__What to do__. Could you transcribe every record below exactly as it stands?

++++++++++++++++++++

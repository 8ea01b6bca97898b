//! Command-line interface for rewind.

use clap::Parser;
use std::path::PathBuf;

/// Rewind - tic-tac-toe with a move history you can jump through
#[derive(Parser, Debug, Default)]
#[command(name = "rewind")]
#[command(about = "Play tic-tac-toe in the terminal and jump back to any earlier move", long_about = None)]
#[command(version)]
pub struct Cli {
    /// Path to a TOML config file (defaults to ./rewind.toml if present)
    #[arg(short, long)]
    pub config: Option<PathBuf>,

    /// File to write logs to
    #[arg(long)]
    pub log_file: Option<PathBuf>,

    /// Log filter directive, e.g. "debug" or "rewind_tictactoe=trace"
    #[arg(long)]
    pub log_filter: Option<String>,

    /// Show cell numbers on empty squares
    #[arg(long)]
    pub show_indices: bool,
}
//! First-class invariants for the game engine.
//!
//! Invariants are logical properties that must hold for every reachable
//! game. They are checked after each accepted action in debug builds and
//! can be tested independently.

/// A logical property that must hold for a given state.
pub trait Invariant<S> {
    /// Checks if the invariant holds for the given state.
    fn holds(state: &S) -> bool;

    /// Human-readable description of the invariant.
    fn description() -> &'static str;
}

/// Violation of an invariant.
#[derive(Debug, Clone, PartialEq, Eq)]
pub struct InvariantViolation {
    /// Description of the violated invariant.
    pub description: String,
}

impl InvariantViolation {
    /// Creates a new invariant violation.
    pub fn new(description: impl Into<String>) -> Self {
        Self {
            description: description.into(),
        }
    }
}

/// A set of invariants that can be checked together.
///
/// Implementations are provided for tuples of invariants.
pub trait InvariantSet<S> {
    /// Checks all invariants in the set.
    ///
    /// Returns every violation, not just the first.
    fn check_all(state: &S) -> Result<(), Vec<InvariantViolation>>;
}

fn collect<S, I: Invariant<S>>(state: &S, violations: &mut Vec<InvariantViolation>) {
    if !I::holds(state) {
        violations.push(InvariantViolation::new(I::description()));
    }
}

fn finish(violations: Vec<InvariantViolation>) -> Result<(), Vec<InvariantViolation>> {
    if violations.is_empty() {
        Ok(())
    } else {
        Err(violations)
    }
}

impl<S, I1, I2, I3> InvariantSet<S> for (I1, I2, I3)
where
    I1: Invariant<S>,
    I2: Invariant<S>,
    I3: Invariant<S>,
{
    fn check_all(state: &S) -> Result<(), Vec<InvariantViolation>> {
        let mut violations = Vec::new();
        collect::<S, I1>(state, &mut violations);
        collect::<S, I2>(state, &mut violations);
        collect::<S, I3>(state, &mut violations);
        finish(violations)
    }
}

impl<S, I1, I2> InvariantSet<S> for (I1, I2)
where
    I1: Invariant<S>,
    I2: Invariant<S>,
{
    fn check_all(state: &S) -> Result<(), Vec<InvariantViolation>> {
        let mut violations = Vec::new();
        collect::<S, I1>(state, &mut violations);
        collect::<S, I2>(state, &mut violations);
        finish(violations)
    }
}

pub mod alternating_turn;
pub mod cursor_bounds;
pub mod monotonic_history;

pub use alternating_turn::AlternatingTurnInvariant;
pub use cursor_bounds::CursorInBoundsInvariant;
pub use monotonic_history::MonotonicHistoryInvariant;

/// All game invariants as a composable set.
pub type GameInvariants = (
    CursorInBoundsInvariant,
    MonotonicHistoryInvariant,
    AlternatingTurnInvariant,
);
//! Named board positions.

use serde::{Deserialize, Serialize};

/// A position on the tic-tac-toe board (0-8, row-major).
#[derive(Debug, Clone, Copy, PartialEq, Eq, Hash, Serialize, Deserialize)]
pub enum Position {
    /// Top-left (position 0)
    TopLeft,
    /// Top-center (position 1)
    TopCenter,
    /// Top-right (position 2)
    TopRight,
    /// Middle-left (position 3)
    MiddleLeft,
    /// Center (position 4)
    Center,
    /// Middle-right (position 5)
    MiddleRight,
    /// Bottom-left (position 6)
    BottomLeft,
    /// Bottom-center (position 7)
    BottomCenter,
    /// Bottom-right (position 8)
    BottomRight,
}

impl Position {
    /// All 9 positions in index order.
    pub const ALL: [Position; 9] = [
        Position::TopLeft,
        Position::TopCenter,
        Position::TopRight,
        Position::MiddleLeft,
        Position::Center,
        Position::MiddleRight,
        Position::BottomLeft,
        Position::BottomCenter,
        Position::BottomRight,
    ];

    /// Get label for this position (for display).
    pub fn label(&self) -> &'static str {
        match self {
            Position::TopLeft => "Top-left",
            Position::TopCenter => "Top-center",
            Position::TopRight => "Top-right",
            Position::MiddleLeft => "Middle-left",
            Position::Center => "Center",
            Position::MiddleRight => "Middle-right",
            Position::BottomLeft => "Bottom-left",
            Position::BottomCenter => "Bottom-center",
            Position::BottomRight => "Bottom-right",
        }
    }

    /// Converts position to board index (0-8).
    pub fn to_index(self) -> usize {
        self as usize
    }

    /// Creates position from board index.
    pub fn from_index(index: usize) -> Option<Self> {
        Self::ALL.get(index).copied()
    }

    /// Row of this position (0 = top).
    pub fn row(self) -> usize {
        self.to_index() / 3
    }

    /// Column of this position (0 = left).
    pub fn col(self) -> usize {
        self.to_index() % 3
    }

    /// Creates position from row and column, each 0-2.
    pub fn from_row_col(row: usize, col: usize) -> Option<Self> {
        if row < 3 && col < 3 {
            Self::from_index(row * 3 + col)
        } else {
            None
        }
    }

    /// Position reached by stepping `d_row` rows and `d_col` columns.
    ///
    /// Returns `None` when the step would leave the board.
    pub fn offset(self, d_row: isize, d_col: isize) -> Option<Self> {
        let row = self.row().checked_add_signed(d_row)?;
        let col = self.col().checked_add_signed(d_col)?;
        Self::from_row_col(row, col)
    }
}

impl std::fmt::Display for Position {
    fn fmt(&self, f: &mut std::fmt::Formatter<'_>) -> std::fmt::Result {
        write!(f, "{}", self.label())
    }
}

++++++++++++++++++++

__Answer to this exercise__.
repository 8ea01b6bca97898b
//! Command-line interface for rewind.

use clap::Parser;
use std::path::PathBuf;

/// Rewind - tic-tac-toe with a move history you can jump through
#[derive(Parser, Debug, Default)]
#[command(name = "rewind")]
#[command(about = "Play tic-tac-toe in the terminal and jump back to any earlier move", long_about = None)]
#[command(version)]
pub struct Cli {
    /// Path to a TOML config file (defaults to ./rewind.toml if present)
    #[arg(short, long)]
    pub config: Option<PathBuf>,

    /// File to write logs to
    #[arg(long)]
    pub log_file: Option<PathBuf>,

    /// Log filter directive, e.g. "debug" or "rewind_tictactoe=trace"
    #[arg(long)]
    pub log_filter: Option<String>,

    /// Show cell numbers on empty squares
    #[arg(long)]
    pub show_indices: bool,
}
//! First-class invariants for the game engine.
//!
//! Invariants are logical properties that must hold for every reachable
//! game. They are checked after each accepted action in debug builds and
//! can be tested independently.

/// A logical property that must hold for a given state.
pub trait Invariant<S> {
    /// Checks if the invariant holds for the given state.
    fn holds(state: &S) -> bool;

    /// Human-readable description of the invariant.
    fn description() -> &'static str;
}

/// Violation of an invariant.
#[derive(Debug, Clone, PartialEq, Eq)]
pub struct InvariantViolation {
    /// Description of the violated invariant.
    pub description: String,
}

impl InvariantViolation {
    /// Creates a new invariant violation.
    pub fn new(description: impl Into<String>) -> Self {
        Self {
            description: description.into(),
        }
    }
}

/// A set of invariants that can be checked together.
///
/// Implementations are provided for tuples of invariants.
pub trait InvariantSet<S> {
    /// Checks all invariants in the set.
    ///
    /// Returns every violation, not just the first.
    fn check_all(state: &S) -> Result<(), Vec<InvariantViolation>>;
}

fn collect<S, I: Invariant<S>>(state: &S, violations: &mut Vec<InvariantViolation>) {
    if !I::holds(state) {
        violations.push(InvariantViolation::new(I::description()));
    }
}

fn finish(violations: Vec<InvariantViolation>) -> Result<(), Vec<InvariantViolation>> {
    if violations.is_empty() {
        Ok(())
    } else {
        Err(violations)
    }
}

impl<S, I1, I2, I3> InvariantSet<S> for (I1, I2, I3)
where
    I1: Invariant<S>,
    I2: Invariant<S>,
    I3: Invariant<S>,
{
    fn check_all(state: &S) -> Result<(), Vec<InvariantViolation>> {
        let mut violations = Vec::new();
        collect::<S, I1>(state, &mut violations);
        collect::<S, I2>(state, &mut violations);
        collect::<S, I3>(state, &mut violations);
        finish(violations)
    }
}

impl<S, I1, I2> InvariantSet<S> for (I1, I2)
where
    I1: Invariant<S>,
    I2: Invariant<S>,
{
    fn check_all(state: &S) -> Result<(), Vec<InvariantViolation>> {
        let mut violations = Vec::new();
        collect::<S, I1>(state, &mut violations);
        collect::<S, I2>(state, &mut violations);
        finish(violations)
    }
}

pub mod alternating_turn;
pub mod cursor_bounds;
pub mod monotonic_history;

pub use alternating_turn::AlternatingTurnInvariant;
pub use cursor_bounds::CursorInBoundsInvariant;
pub use monotonic_history::MonotonicHistoryInvariant;

/// All game invariants as a composable set.
pub type GameInvariants = (
    CursorInBoundsInvariant,
    MonotonicHistoryInvariant,
    AlternatingTurnInvariant,
);
//! Named board positions.

use serde::{Deserialize, Serialize};

/// A position on the tic-tac-toe board (0-8, row-major).
#[derive(Debug, Clone, Copy, PartialEq, Eq, Hash, Serialize, Deserialize)]
pub enum Position {
    /// Top-left (position 0)
    TopLeft,
    /// Top-center (position 1)
    TopCenter,
    /// Top-right (position 2)
    TopRight,
    /// Middle-left (position 3)
    MiddleLeft,
    /// Center (position 4)
    Center,
    /// Middle-right (position 5)
    MiddleRight,
    /// Bottom-left (position 6)
    BottomLeft,
    /// Bottom-center (position 7)
    BottomCenter,
    /// Bottom-right (position 8)
    BottomRight,
}

impl Position {
    /// All 9 positions in index order.
    pub const ALL: [Position; 9] = [
        Position::TopLeft,
        Position::TopCenter,
        Position::TopRight,
        Position::MiddleLeft,
        Position::Center,
        Position::MiddleRight,
        Position::BottomLeft,
        Position::BottomCenter,
        Position::BottomRight,
    ];

    /// Get label for this position (for display).
    pub fn label(&self) -> &'static str {
        match self {
            Position::TopLeft => "Top-left",
            Position::TopCenter => "Top-center",
            Position::TopRight => "Top-right",
            Position::MiddleLeft => "Middle-left",
            Position::Center => "Center",
            Position::MiddleRight => "Middle-right",
            Position::BottomLeft => "Bottom-left",
            Position::BottomCenter => "Bottom-center",
            Position::BottomRight => "Bottom-right",
        }
    }

    /// Converts position to board index (0-8).
    pub fn to_index(self) -> usize {
        self as usize
    }

    /// Creates position from board index.
    pub fn from_index(index: usize) -> Option<Self> {
        Self::ALL.get(index).copied()
    }

    /// Row of this position (0 = top).
    pub fn row(self) -> usize {
        self.to_index() / 3
    }

    /// Column of this position (0 = left).
    pub fn col(self) -> usize {
        self.to_index() % 3
    }

    /// Creates position from row and column, each 0-2.
    pub fn from_row_col(row: usize, col: usize) -> Option<Self> {
        if row < 3 && col < 3 {
            Self::from_index(row * 3 + col)
        } else {
            None
        }
    }

    /// Position reached by stepping `d_row` rows and `d_col` columns.
    ///
    /// Returns `None` when the step would leave the board.
    pub fn offset(self, d_row: isize, d_col: isize) -> Option<Self> {
        let row = self.row().checked_add_signed(d_row)?;
        let col = self.col().checked_add_signed(d_col)?;
        Self::from_row_col(row, col)
    }
}

impl std::fmt::Display for Position {
    fn fmt(&self, f: &mut std::fmt::Formatter<'_>) -> std::fmt::Result {
        write!(f, "{}", self.label())
    }
}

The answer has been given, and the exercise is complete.